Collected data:
//! Completion handles for background DAQ operations.
//!
//! An [`OperationStatus`] is returned immediately by non-blocking calls such
//! as `kickoff` and `complete`. The background task that does the work
//! resolves it exactly once, as either success or failure. Failures of
//! background work never surface as errors on another task; they are encoded
//! in the status.
//!
//! # Example
//!
//! ```rust,ignore
//! let status = daq.kickoff(RunArgs::events(120)).await?;
//! status.add_callback(|ok| tracing::info!(ok, "DAQ is acquiring"));
//! assert!(status.wait().await);
//! ```

use std::fmt;
use std::future::Future;
use std::sync::Arc;
use std::time::Duration;

use parking_lot::Mutex;
use tokio::sync::watch;
use tracing::{debug, warn};

use crate::error::{DaqError, DaqResult};

type Callback = Box<dyn FnOnce(bool) + Send>;

struct StatusInner {
    callbacks: Vec<Callback>,
}

/// Pending or resolved outcome of an asynchronous operation.
///
/// Cloning yields another handle to the same status.
#[derive(Clone)]
pub struct OperationStatus {
    label: &'static str,
    inner: Arc<Mutex<StatusInner>>,
    result: Arc<watch::Sender<Option<bool>>>,
}

impl OperationStatus {
    /// New pending status.
    pub fn new(label: &'static str) -> Self {
        let (result, _) = watch::channel(None);
        Self {
            label,
            inner: Arc::new(Mutex::new(StatusInner {
                callbacks: Vec::new(),
            })),
            result: Arc::new(result),
        }
    }

    /// Status that is already resolved.
    pub fn finished(label: &'static str, success: bool) -> Self {
        let status = Self::new(label);
        status.set_finished(success);
        status
    }

    /// Resolve the status on a background task running `work`.
    ///
    /// Returns the pending status immediately.
    pub fn spawn<F>(label: &'static str, work: F) -> Self
    where
        F: Future<Output = bool> + Send + 'static,
    {
        let status = Self::new(label);
        let handle = status.clone();
        tokio::spawn(async move {
            let success = work.await;
            handle.set_finished(success);
        });
        status
    }

    /// Resolve the status. Returns false if it was already resolved.
    pub fn set_finished(&self, success: bool) -> bool {
        let callbacks = {
            let mut inner = self.inner.lock();
            let first = self.result.send_if_modified(|result| {
                if result.is_some() {
                    return false;
                }
                *result = Some(success);
                true
            });
            if !first {
                warn!(status = self.label, success, "Status already resolved, ignoring");
                return false;
            }
            std::mem::take(&mut inner.callbacks)
        };
        debug!(status = self.label, success, "Status resolved");
        for callback in callbacks {
            callback(success);
        }
        true
    }

    /// Run `callback` once the status resolves (immediately if it already has).
    pub fn add_callback<F>(&self, callback: F)
    where
        F: FnOnce(bool) + Send + 'static,
    {
        let success = {
            let mut inner = self.inner.lock();
            let current = *self.result.borrow();
            match current {
                Some(success) => success,
                None => {
                    inner.callbacks.push(Box::new(callback));
                    return;
                }
            }
        };
        callback(success);
    }

    /// True once resolved.
    pub fn done(&self) -> bool {
        self.result.borrow().is_some()
    }

    /// `Some(success)` once resolved.
    pub fn success(&self) -> Option<bool> {
        *self.result.borrow()
    }

    /// Wait for resolution and return the success flag.
    pub async fn wait(&self) -> bool {
        let mut rx = self.result.subscribe();
        let outcome = match rx.wait_for(Option::is_some).await {
            Ok(result) => *result,
            // The sender lives as long as `self`, so this cannot close.
            Err(_) => None,
        };
        outcome.unwrap_or(false)
    }

    /// Wait at most `limit` for resolution.
    pub async fn wait_timeout(&self, limit: Duration) -> DaqResult<bool> {
        tokio::time::timeout(limit, self.wait())
            .await
            .map_err(|_| DaqError::Timeout {
                operation: self.label,
                timeout: limit,
            })
    }
}

impl fmt::Debug for OperationStatus {
    fn fmt(&self, f: &mut fmt::Formatter<'_>) -> fmt::Result {
        f.debug_struct("OperationStatus")
            .field("label", &self.label)
            .field("success", &self.success())
            .finish()
    }
}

**What you should do**:
Show all lines from the data above in which the word "immediately" appears.

**Worked solution**:
//! An [`OperationStatus`] is returned immediately by non-blocking calls such
    /// Returns the pending status immediately.
    /// Run `callback` once the status resolves (immediately if it already has).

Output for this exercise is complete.